**Supplied entries:**

• • • • •

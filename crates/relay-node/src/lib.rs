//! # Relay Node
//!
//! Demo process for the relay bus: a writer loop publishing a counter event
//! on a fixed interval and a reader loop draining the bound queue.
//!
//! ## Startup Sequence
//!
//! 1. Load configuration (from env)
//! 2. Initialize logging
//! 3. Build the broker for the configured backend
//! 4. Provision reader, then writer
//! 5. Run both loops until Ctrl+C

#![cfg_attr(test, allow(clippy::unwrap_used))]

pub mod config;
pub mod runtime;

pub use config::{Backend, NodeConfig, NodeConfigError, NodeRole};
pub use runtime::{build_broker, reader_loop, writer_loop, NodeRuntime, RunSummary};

• • • • •

**What is needed:**
All lines of the records containing "runtime" should be shown.

**Answer section:**
pub mod runtime;
pub use runtime::{build_broker, reader_loop, writer_loop, NodeRuntime, RunSummary};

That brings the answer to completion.